TASK INSTRUCTIONS ::
In the entries below, count each line holding the word "Debug". Answer with the total alone.

SUPPLIED RECORDS ::
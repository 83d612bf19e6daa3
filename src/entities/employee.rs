use async_trait::async_trait;
use chrono::{DateTime, Utc};
use sea_orm::{entity::prelude::*, ActiveValue::Set};
use serde::{Deserialize, Serialize};

#[derive(Clone, Debug, PartialEq, Eq, DeriveEntityModel, Serialize, Deserialize)]
#[sea_orm(table_name = "employees")]
pub struct Model {
    #[sea_orm(primary_key, auto_increment = false)]
    pub uuid: Uuid,
    pub first_name: String,
    pub last_name: String,
    pub fiscal_code: Option<String>,
    #[sea_orm(unique)]
    pub matriculation_number: String,
    pub email: Option<String>,
    pub portal_access: bool,
    pub created_at: DateTime<Utc>,
    pub updated_at: Option<DateTime<Utc>>,
}

impl Model {
    pub fn full_name(&self) -> String {
        format!("{} {}", self.first_name, self.last_name)
    }
}

#[derive(Copy, Clone, Debug, EnumIter, DeriveRelation)]
pub enum Relation {
    #[sea_orm(has_many = "super::employee_contract::Entity")]
    Contracts,
    #[sea_orm(has_many = "super::production_order_processing::Entity")]
    Processings,
}

impl Related<super::employee_contract::Entity> for Entity {
    fn to() -> RelationDef {
        Relation::Contracts.def()
    }
}

impl Related<super::production_order_processing::Entity> for Entity {
    fn to() -> RelationDef {
        Relation::Processings.def()
    }
}

#[async_trait]
impl ActiveModelBehavior for ActiveModel {
    async fn before_save<C>(self, _db: &C, insert: bool) -> Result<Self, DbErr>
    where
        C: ConnectionTrait,
    {
        let mut active_model = self;
        let now = Utc::now();
        if insert {
            active_model.created_at = Set(now);
        }
        active_model.updated_at = Set(Some(now));
        Ok(active_model)
    }
}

WRITTEN ANSWER ::
2